Here is a comprehensive list of the main differences between steel as opposed to aluminum car bodies, provided by Anderson Behel in Santa Clara, CA As aluminum has become more and more prevalent in cars and we can see it every day in Santa Clara, CA we feel that this blog is both informational and timely.
In Chevrolet's campaign for steel vs. aluminum, the carmaker compares the Silverado’s advanced high-strength steel (AHHS) bed to a Ford’s truck bed. The use of AHHS in Chevrolet models and in a wide range of other brands like Kia and Volkswagen, utilizes a thinner sheet of steel to be used than previously resulting a lightweight model with high safety ratings.

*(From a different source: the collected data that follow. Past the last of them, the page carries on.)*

//! Candidate word graph shared between dictionaries and segmenters.
//!
//! A dictionary turns a run of runes into one `DagNode` per position. Each
//! node lists the words that may start there as edges pointing at the index
//! of the word's last rune. The segmenter never builds edges itself; it only
//! scores and walks what the dictionary hands back.

use serde::{Deserialize, Serialize};

use crate::rune::Rune;

/// One dictionary entry.
#[derive(Debug, Clone, PartialEq, Serialize, Deserialize)]
pub struct DictUnit {
    pub word: Vec<char>,
    /// Log-probability-like score, higher is preferred.
    pub weight: f64,
    /// Part-of-speech label, empty when unknown.
    pub tag: String,
}

impl DictUnit {
    pub fn new<T: Into<String>>(word: &str, weight: f64, tag: T) -> Self {
        Self {
            word: word.chars().collect(),
            weight,
            tag: tag.into(),
        }
    }

    /// Word length in runes.
    pub fn len(&self) -> usize {
        self.word.len()
    }

    pub fn is_empty(&self) -> bool {
        self.word.is_empty()
    }

    pub fn text(&self) -> String {
        self.word.iter().collect()
    }
}

/// Outgoing edge of a DAG node.
///
/// `next` is the inclusive index of the last rune covered by the edge, so a
/// single-rune edge from node `i` has `next == i`. `unit` is `None` for the
/// fallback edge of a rune no dictionary word covers.
#[derive(Debug, Clone, Copy, PartialEq)]
pub struct Edge<'d> {
    pub next: usize,
    pub unit: Option<&'d DictUnit>,
}

impl<'d> Edge<'d> {
    pub fn new(next: usize, unit: Option<&'d DictUnit>) -> Self {
        Self { next, unit }
    }

    pub fn fallback(at: usize) -> Self {
        Self { next: at, unit: None }
    }
}

/// All candidate words starting at one rune.
#[derive(Debug, Clone)]
pub struct DagNode<'d> {
    pub rune: Rune,
    /// Ordered candidates. Never empty; the order decides score ties.
    pub edges: Vec<Edge<'d>>,
}

impl<'d> DagNode<'d> {
    pub fn new(rune: Rune) -> Self {
        Self {
            rune,
            edges: Vec::new(),
        }
    }
}

/// Contract between the segmentation engine and a weighted dictionary.
///
/// Implementations must return exactly one node per input rune from
/// [`Dictionary::find`], every node must carry at least one edge, and edges
/// must never point backwards. Edge order is part of the contract: scoring
/// keeps the *last* of several equally good edges, so the order has to be
/// stable between calls.
pub trait Dictionary {
    /// Build the DAG for `runes`, considering words of at most `max_word_len` runes.
    fn find<'d>(&'d self, runes: &[Rune], max_word_len: usize) -> Vec<DagNode<'d>>;

    /// Score of a rune matched by no dictionary word.
    fn min_weight(&self) -> f64;

    /// Exact lookup of a whole word.
    fn lookup(&self, word: &str) -> Option<&DictUnit>;

    /// Whether `ch` was added as a one-rune word by a user dictionary.
    fn is_user_dict_single_chinese_word(&self, _ch: char) -> bool {
        false
    }
}
//! Compile text dictionaries into fst + bincode artifacts.
//!
//! Usage:
//!   cargo run -p convert_dict -- --dict dict/jieba.dict.utf8 --user-dict dict/user.dict.utf8 --out data/

use anyhow::{Context, Result};
use clap::Parser;
use libjieba_core::{split_dict_paths, DictTrie, Dictionary, UserWordWeight};
use std::path::PathBuf;

#[derive(Parser, Debug)]
#[command(name = "convert_dict")]
#[command(about = "Build dict.fst + dict.bincode from jieba-style text dictionaries")]
struct Args {
    /// Main dictionary (`word freq tag` per line)
    #[arg(short, long)]
    dict: PathBuf,

    /// User dictionaries; a single value may list several paths separated by `|` or `;`
    #[arg(short, long = "user-dict")]
    user_dict: Vec<String>,

    /// Weight for user words without a frequency: min, median or max
    #[arg(long, default_value = "median")]
    user_weight: String,

    /// Output directory
    #[arg(short, long)]
    out: PathBuf,
}

fn parse_user_weight(raw: &str) -> Result<UserWordWeight> {
    match raw {
        "min" => Ok(UserWordWeight::Min),
        "median" => Ok(UserWordWeight::Median),
        "max" => Ok(UserWordWeight::Max),
        _ => anyhow::bail!("Unsupported user weight: {}. Use 'min', 'median' or 'max'", raw),
    }
}

fn main() -> Result<()> {
    let args = Args::parse();
    let user_weight = parse_user_weight(&args.user_weight)?;
    let user_paths: Vec<PathBuf> = args.user_dict.iter().flat_map(|p| split_dict_paths(p)).collect();

    let dict = DictTrie::load(&args.dict, &user_paths, user_weight)
        .with_context(|| format!("load {}", args.dict.display()))?;
    dict.save_artifacts(&args.out)?;

    println!(
        "wrote {} units to {} (min weight {:.4})",
        dict.len(),
        args.out.display(),
        dict.min_weight()
    );
    Ok(())
}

Aluminum cars like Fords and Land Rovers offer drivers the myriad benefits of aluminum bodies and the claim to being the “material of choice” in the automotive design industry of the future.
Benefits of Steel
Easy to shape. With new and innovative processes for forming steel for today's vehicle models, steel has become easier to work with than aluminum.
Simple to repair. By and large, steel is less costly to repair and can often be fixed through spot welding.

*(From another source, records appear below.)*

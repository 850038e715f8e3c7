//! Splits a rune sequence at separator characters before DAG construction.
//!
//! Each separator rune becomes a range of its own; the text between
//! separators forms the other ranges. Ranges are yielded left to right and
//! together cover the input exactly.

use ahash::AHashSet;
use once_cell::sync::Lazy;
use std::ops::Range;

use crate::rune::Rune;

/// Separators used when nothing else is configured: space, tab, newline,
/// full-width comma and full-width full stop.
pub const SPECIAL_SEPARATORS: &str = " \t\n\u{FF0C}\u{3002}";

static DEFAULT_SEPARATORS: Lazy<SeparatorSet> = Lazy::new(SeparatorSet::default);

/// Set of characters that always split a sentence.
#[derive(Debug, Clone, PartialEq, Eq)]
pub struct SeparatorSet {
    chars: AHashSet<char>,
}

impl SeparatorSet {
    pub fn from_chars(chars: &str) -> Self {
        Self {
            chars: chars.chars().collect(),
        }
    }

    pub fn contains(&self, ch: char) -> bool {
        self.chars.contains(&ch)
    }

    pub fn len(&self) -> usize {
        self.chars.len()
    }

    pub fn is_empty(&self) -> bool {
        self.chars.is_empty()
    }
}

impl Default for SeparatorSet {
    fn default() -> Self {
        Self::from_chars(SPECIAL_SEPARATORS)
    }
}

/// The process-wide default separator set.
pub fn default_separators() -> &'static SeparatorSet {
    &DEFAULT_SEPARATORS
}

/// Iterator over the index ranges of `runes` between separators.
///
/// # Example
/// ```
/// use libjieba_core::prefilter::{default_separators, PreFilter};
/// use libjieba_core::rune::decode_runes;
///
/// let runes = decode_runes("你好，世界");
/// let ranges: Vec<_> = PreFilter::new(&runes, default_separators()).collect();
/// assert_eq!(ranges, vec![0..2, 2..3, 3..5]);
/// ```
#[derive(Debug, Clone)]
pub struct PreFilter<'r, 's> {
    runes: &'r [Rune],
    separators: &'s SeparatorSet,
    cursor: usize,
}

impl<'r, 's> PreFilter<'r, 's> {
    pub fn new(runes: &'r [Rune], separators: &'s SeparatorSet) -> Self {
        Self {
            runes,
            separators,
            cursor: 0,
        }
    }
}

impl Iterator for PreFilter<'_, '_> {
    type Item = Range<usize>;

    fn next(&mut self) -> Option<Range<usize>> {
        if self.cursor >= self.runes.len() {
            return None;
        }
        let begin = self.cursor;
        while self.cursor < self.runes.len() {
            if self.separators.contains(self.runes[self.cursor].ch) {
                if self.cursor == begin {
                    self.cursor += 1;
                }
                return Some(begin..self.cursor);
            }
            self.cursor += 1;
        }
        Some(begin..self.cursor)
    }
}
//! Segment text from the command line or stdin.
//!
//! Usage:
//!   cargo run -p libjieba -- --dict dict/jieba.dict.utf8 我来到北京清华大学
//!   echo 我来到北京清华大学 | cargo run -p libjieba -- --artifacts data/ --tag --format json

use std::io::{self, BufRead, Write};
use std::path::PathBuf;

use anyhow::{bail, Context, Result};
use clap::Parser;
use libjieba::{Config, MpSegment};
use libjieba_core::split_dict_paths;

#[derive(Parser, Debug)]
#[command(name = "libjieba")]
#[command(about = "Maximum-probability Chinese word segmentation")]
struct Args {
    /// Main dictionary (`word freq tag` per line)
    #[arg(short, long)]
    dict: Option<PathBuf>,

    /// User dictionary, may be repeated or joined with `|` / `;`
    #[arg(short, long = "user-dict")]
    user_dict: Vec<String>,

    /// Directory with compiled dict.fst + dict.bincode
    #[arg(long)]
    artifacts: Option<PathBuf>,

    /// TOML configuration; command-line flags override it
    #[arg(short, long)]
    config: Option<PathBuf>,

    /// Longest dictionary word considered, in characters
    #[arg(long)]
    max_word_len: Option<usize>,

    /// Print part-of-speech tags
    #[arg(long)]
    tag: bool,

    /// Output format: text or json
    #[arg(short, long, default_value = "text")]
    format: String,

    /// Text to segment; reads stdin line by line when empty
    text: Vec<String>,
}

fn build_config(args: &Args) -> Result<Config> {
    let mut cfg = match &args.config {
        Some(path) => Config::load_toml(path).with_context(|| format!("load config {}", path.display()))?,
        None => Config::default(),
    };
    if args.dict.is_some() {
        cfg.dict_path = args.dict.clone();
    }
    if args.artifacts.is_some() {
        cfg.artifacts_dir = args.artifacts.clone();
    }
    cfg.user_dict_paths.extend(args.user_dict.iter().flat_map(|p| split_dict_paths(p)));
    if let Some(n) = args.max_word_len {
        cfg.max_word_len = n;
    }
    Ok(cfg)
}

fn render(seg: &MpSegment, line: &str, tag: bool, format: &str) -> Result<String> {
    let out = match (format, tag) {
        ("text", false) => seg.cut(line).join("/"),
        ("text", true) => seg
            .tag(line)
            .iter()
            .map(|(word, tag)| format!("{}/{}", word, tag))
            .collect::<Vec<_>>()
            .join(" "),
        ("json", false) => serde_json::to_string(&seg.cut_words(line, seg.max_word_len()))?,
        ("json", true) => serde_json::to_string(&seg.tag(line))?,
        _ => bail!("Unsupported format: {}. Use 'text' or 'json'", format),
    };
    Ok(out)
}

fn main() -> Result<()> {
    let args = Args::parse();
    let cfg = build_config(&args)?;
    let seg = MpSegment::from_config(&cfg)?;

    let stdout = io::stdout();
    let mut out = stdout.lock();
    if !args.text.is_empty() {
        let line = args.text.join(" ");
        writeln!(out, "{}", render(&seg, &line, args.tag, &args.format)?)?;
        return Ok(());
    }

    let stdin = io::stdin();
    for line in stdin.lock().lines() {
        let line = line.context("read stdin")?;
        writeln!(out, "{}", render(&seg, &line, args.tag, &args.format)?)?;
    }
    Ok(())
}

#[cfg(test)]
mod tests {
    use super::*;

    #[test]
    fn user_dict_lists_are_split() {
        let args = Args::parse_from(["libjieba", "-u", "a.utf8|b.utf8", "--user-dict", "c.utf8;d.utf8", "北京"]);
        let cfg = build_config(&args).unwrap();
        let expected: Vec<PathBuf> = ["a.utf8", "b.utf8", "c.utf8", "d.utf8"].iter().map(PathBuf::from).collect();
        assert_eq!(cfg.user_dict_paths, expected);
        assert_eq!(args.text, vec!["北京".to_string()]);
    }
}
use std::future::Future;
use std::pin::Pin;
use std::sync::Arc;

/// Future returned by [`Transport::send`].
pub type TransportFuture =
    Pin<Box<dyn Future<Output = Result<reqwest::Response, reqwest::Error>> + Send + 'static>>;

/// Sends one wire request and yields the raw response.
///
/// The retry machinery treats the transport as opaque: connection pooling,
/// TLS and per-connection timeouts are the implementor's concern. The
/// returned future must own everything it needs since each attempt runs on
/// its own task.
pub trait Transport: Send + Sync + 'static {
    fn send(&self, request: reqwest::Request) -> TransportFuture;
}

impl Transport for reqwest::Client {
    fn send(&self, request: reqwest::Request) -> TransportFuture {
        let client = self.clone();
        Box::pin(async move { client.execute(request).await })
    }
}

impl<T: Transport + ?Sized> Transport for Arc<T> {
    fn send(&self, request: reqwest::Request) -> TransportFuture {
        (**self).send(request)
    }
}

Simple to recycle. Both aluminum and steel are equally recyclable, but steel is much easier to handle throughout the entire recycling procedure.
Much stronger than aluminum. Newer vehicles now have sophisticated advanced high-strength steel components, which are considerably stronger than conventional steel and aluminum.
Benefits of Aluminum
More lightweight. Vehicles constructed with aluminum have been traditionally lighter, thereby offering drivers drastically improved fuel economy ratings.

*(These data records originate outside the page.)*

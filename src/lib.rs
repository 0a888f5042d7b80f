//! `restcall` is a typed, retry-capable REST request pipeline.
//!
//! A call is described declaratively (method, base URL, `{name}` path
//! template, path/query parameters, headers, body) and yields a
//! [`TypedResponse`] decoded into the caller's type:
//! - [`UrlBuilder`] / [`build_url`] resolve the final URL
//! - [`Encoding`] marshals bodies (JSON by default)
//! - [`BackoffPolicy`] paces retries
//! - [`Retry`] re-issues transient failures (5xx, 429, transport errors)
//! - [`RequestContext`] ties it together with before/after hooks and a
//!   [`CallContext`] governing the whole call

mod backoff;
mod client;
mod context;
mod encoding;
mod error;
mod options;
mod request;
mod response;
mod retry;
mod transport;
mod url_builder;

pub use backoff::{BackoffKind, BackoffPolicy};
pub use client::Client;
pub use context::{CallContext, CancelHandle};
pub use encoding::{DefaultEncoding, Encoding, JsonEncoding, DEFAULT_CONTENT_TYPE};
pub use error::{BoxError, RestCallError, SendError};
pub use options::ClientOptions;
pub use request::{AfterHook, BeforeHook, RequestContext, RequestModel, ResolvedRequest};
pub use response::TypedResponse;
pub use retry::{is_retryable_status, AttemptCounter, BodySupplier, Delivery, Retry, DRAIN_LIMIT};
pub use transport::{Transport, TransportFuture};
pub use url_builder::{build_url, substitute_path, PathParams, QueryParams, UrlBuilder};

pub use reqwest::{header, Method, StatusCode};
pub use url::Url;

pub type Result<T> = std::result::Result<T, RestCallError>;
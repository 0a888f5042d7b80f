use std::fmt;
use std::marker::PhantomData;
use std::sync::Arc;

use bytes::Bytes;
use reqwest::{
    header::{self, HeaderMap, HeaderName, HeaderValue},
    Method,
};
use serde::{de::DeserializeOwned, Serialize};
use serde_json::Value as JsonValue;
use url::Url;

use crate::{
    encoding::decode_value, url_builder::build_url, BodySupplier, BoxError, CallContext,
    DefaultEncoding, Encoding, PathParams, QueryParams, RestCallError, Result, Retry, SendError,
    Transport, TypedResponse,
};

/// Declarative description of one logical call.
#[derive(Clone, Debug)]
pub struct RequestModel {
    pub method: Method,
    pub base_url: String,
    /// Path template with `{name}` placeholders.
    pub operation_path: String,
    pub path_params: PathParams,
    pub query_params: QueryParams,
    pub headers: HeaderMap,
    /// Body in the serde data model; marshaled once per call.
    pub body: Option<JsonValue>,
    /// Per-request codec; replaces the client and default encodings.
    pub encoding: Option<Arc<dyn Encoding>>,
    pub context: CallContext,
}

impl RequestModel {
    pub fn new(method: Method, base_url: impl Into<String>, operation_path: impl Into<String>) -> Self {
        Self {
            method,
            base_url: base_url.into(),
            operation_path: operation_path.into(),
            path_params: PathParams::new(),
            query_params: QueryParams::new(),
            headers: HeaderMap::new(),
            body: None,
            encoding: None,
            context: CallContext::new(),
        }
    }

    /// Resolves URL and body into a wire-ready request.
    pub fn resolve(&self, fallback: Option<&dyn Encoding>) -> Result<ResolvedRequest> {
        let url = build_url(
            &self.base_url,
            &self.operation_path,
            &self.path_params,
            &self.query_params,
        )?;
        let encoding = select_encoding(self.encoding.as_deref(), fallback);

        let mut headers = self.headers.clone();
        let body = match &self.body {
            Some(value) => {
                if !headers.contains_key(header::CONTENT_TYPE) {
                    let content_type = HeaderValue::from_str(encoding.content_type())
                        .map_err(|err| RestCallError::InvalidHeader(err.to_string()))?;
                    headers.insert(header::CONTENT_TYPE, content_type);
                }
                let content_type = header_str(&headers, &header::CONTENT_TYPE).unwrap_or_default();
                Some(Bytes::from(encoding.marshal(content_type, value)?))
            }
            None => None,
        };

        Ok(ResolvedRequest {
            method: self.method.clone(),
            url,
            headers,
            body: BodySupplier::new(body),
        })
    }
}

/// Concrete request with every placeholder substituted and the body marshaled.
#[derive(Clone, Debug)]
pub struct ResolvedRequest {
    pub method: Method,
    pub url: Url,
    pub headers: HeaderMap,
    pub body: BodySupplier,
}

impl ResolvedRequest {
    /// Fresh wire request; the body is re-supplied on every call.
    pub fn to_wire(&self) -> reqwest::Request {
        let mut wire = reqwest::Request::new(self.method.clone(), self.url.clone());
        *wire.headers_mut() = self.headers.clone();
        *wire.body_mut() = self.body.supply();
        wire
    }
}

/// Runs before dispatch; an error aborts the call before any network I/O.
pub type BeforeHook = Box<dyn FnOnce(&mut ResolvedRequest) -> std::result::Result<(), BoxError> + Send>;

/// Runs after decoding; an error is returned with the built response.
pub type AfterHook<T> =
    Box<dyn FnOnce(&mut TypedResponse<T>) -> std::result::Result<(), BoxError> + Send>;

/// One typed call: model, transport, retry configuration and hooks.
///
/// Created through [`Client::request`](crate::Client::request) or
/// [`Client::request_context`](crate::Client::request_context).
pub struct RequestContext<T> {
    transport: Arc<dyn Transport>,
    client_encoding: Option<Arc<dyn Encoding>>,
    model: RequestModel,
    retry: Retry,
    before: Option<BeforeHook>,
    after: Option<AfterHook<T>>,
    deferred: Option<RestCallError>,
    _target: PhantomData<fn() -> T>,
}

impl<T> fmt::Debug for RequestContext<T> {
    fn fmt(&self, f: &mut fmt::Formatter<'_>) -> fmt::Result {
        f.debug_struct("RequestContext")
            .field("model", &self.model)
            .field("retry", &self.retry)
            .field("before", &self.before.is_some())
            .field("after", &self.after.is_some())
            .finish()
    }
}

impl<T> RequestContext<T> {
    pub(crate) fn new(
        transport: Arc<dyn Transport>,
        client_encoding: Option<Arc<dyn Encoding>>,
        retry: Retry,
        model: RequestModel,
    ) -> Self {
        Self {
            transport,
            client_encoding,
            model,
            retry,
            before: None,
            after: None,
            deferred: None,
            _target: PhantomData,
        }
    }

    pub fn model(&self) -> &RequestModel {
        &self.model
    }

    pub fn retry(&self) -> &Retry {
        &self.retry
    }

    /// Scopes the whole multi-attempt call to `context`.
    pub fn with_context(mut self, context: CallContext) -> Self {
        self.model.context = context;
        self
    }

    pub fn with_retry(mut self, retry: Retry) -> Self {
        self.retry = retry;
        self
    }

    pub fn with_encoding(mut self, encoding: impl Encoding + 'static) -> Self {
        self.model.encoding = Some(Arc::new(encoding));
        self
    }

    pub fn when_before_send<F>(mut self, hook: F) -> Self
    where
        F: FnOnce(&mut ResolvedRequest) -> std::result::Result<(), BoxError> + Send + 'static,
    {
        self.before = Some(Box::new(hook));
        self
    }

    pub fn when_after_send<F>(mut self, hook: F) -> Self
    where
        F: FnOnce(&mut TypedResponse<T>) -> std::result::Result<(), BoxError> + Send + 'static,
    {
        self.after = Some(Box::new(hook));
        self
    }

    pub fn path_param(mut self, name: impl Into<String>, value: impl Into<String>) -> Self {
        self.model.path_params.insert(name.into(), value.into());
        self
    }

    pub fn query_param(mut self, key: impl Into<String>, value: impl Into<String>) -> Self {
        self.model.query_params.add(key, value);
        self
    }

    pub fn header(mut self, name: &str, value: &str) -> Self {
        match (
            HeaderName::from_bytes(name.as_bytes()),
            HeaderValue::from_str(value),
        ) {
            (Ok(name), Ok(value)) => {
                self.model.headers.append(name, value);
            }
            (Err(err), _) => self.defer(RestCallError::InvalidHeader(format!("{name}: {err}"))),
            (_, Err(err)) => self.defer(RestCallError::InvalidHeader(format!("{name}: {err}"))),
        }
        self
    }

    /// Sets `Authorization: Bearer <token>`, keeping an existing scheme prefix.
    pub fn bearer_auth(self, token: &str) -> Self {
        let authorization = normalize_bearer_authorization(token);
        self.header(header::AUTHORIZATION.as_str(), &authorization)
    }

    /// Captures `body`; serialization errors surface from [`send`](Self::send).
    pub fn body<B: Serialize + ?Sized>(mut self, body: &B) -> Self {
        match serde_json::to_value(body) {
            Ok(value) => self.model.body = Some(value),
            Err(err) => self.defer(RestCallError::Encoding(format!("invalid request body: {err}"))),
        }
        self
    }

    fn defer(&mut self, err: RestCallError) {
        self.deferred.get_or_insert(err);
    }
}

impl<T> RequestContext<T>
where
    T: DeserializeOwned + Default,
{
    /// Resolves, dispatches with retries and decodes the response.
    pub async fn send(self) -> std::result::Result<TypedResponse<T>, SendError<T>> {
        let Self {
            transport,
            client_encoding,
            model,
            retry,
            before,
            after,
            deferred,
            ..
        } = self;

        if let Some(err) = deferred {
            return Err(err.into());
        }

        let mut request = model.resolve(client_encoding.as_deref())?;

        if let Some(hook) = before {
            if let Err(err) = hook(&mut request) {
                #[cfg(feature = "tracing")]
                tracing::debug!(error = %err, "before hook aborted request");
                return Err(RestCallError::Hook(err).into());
            }
        }

        let delivery = retry
            .execute(&*transport, &request, &model.context)
            .await?;
        let response = delivery.response;
        let status = response.status();
        let headers = response.headers().clone();
        let url = response.url().clone();

        let bytes = tokio::select! {
            biased;
            err = model.context.done() => return Err(err.into()),
            read = response.bytes() => read.map_err(RestCallError::Transport)?,
        };

        let data = if bytes.is_empty() {
            T::default()
        } else {
            let encoding = select_encoding(model.encoding.as_deref(), client_encoding.as_deref());
            let content_type = header_str(&headers, &header::CONTENT_TYPE);
            let decoded = encoding
                .unmarshal(content_type, &bytes)
                .and_then(decode_value::<T>);
            match decoded {
                Ok(data) => data,
                // Non-success bodies that do not fit `T` stay raw on the response.
                Err(_err) if !status.is_success() => {
                    #[cfg(feature = "tracing")]
                    tracing::debug!(
                        status = status.as_u16(),
                        error = %_err,
                        "non-success body left undecoded"
                    );
                    T::default()
                }
                Err(err) => return Err(err.into()),
            }
        };

        let mut typed = TypedResponse::new(status, headers, url, delivery.attempts, bytes, data);

        if let Some(hook) = after {
            if let Err(source) = hook(&mut typed) {
                return Err(SendError::AfterHook {
                    response: typed,
                    source,
                });
            }
        }

        Ok(typed)
    }
}

fn select_encoding<'a>(
    request: Option<&'a dyn Encoding>,
    client: Option<&'a dyn Encoding>,
) -> &'a dyn Encoding {
    request.or(client).unwrap_or(&DefaultEncoding)
}

fn header_str<'a>(headers: &'a HeaderMap, name: &HeaderName) -> Option<&'a str> {
    headers.get(name).and_then(|value| value.to_str().ok())
}

fn normalize_bearer_authorization(token: &str) -> String {
    let trimmed = token.trim();
    let prefix = trimmed.get(..7);
    if prefix.is_some_and(|value| value.eq_ignore_ascii_case("bearer ")) {
        trimmed.to_owned()
    } else {
        format!("Bearer {trimmed}")
    }
}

Infinitely recyclable. Aluminum is easy and inexpensive to recycle and that's why carmakers like the green aspect of the substance.
Better for the environment. Aluminum has lower carbon emissions resulting in a less severe impact on the planet, making it greener than high-strength steel across the board.
As car manufacturers further aggressively develop aluminum and high-strength steel (AHHS) and incorporate them into many of their new designs, we will see new and exciting uses that will enhance their strength and durability over time. Either way, either steel or aluminum are here to stay as we enter an age of new, high-tech cars, whether they are EVs, hybrids or even autonomous vehicles.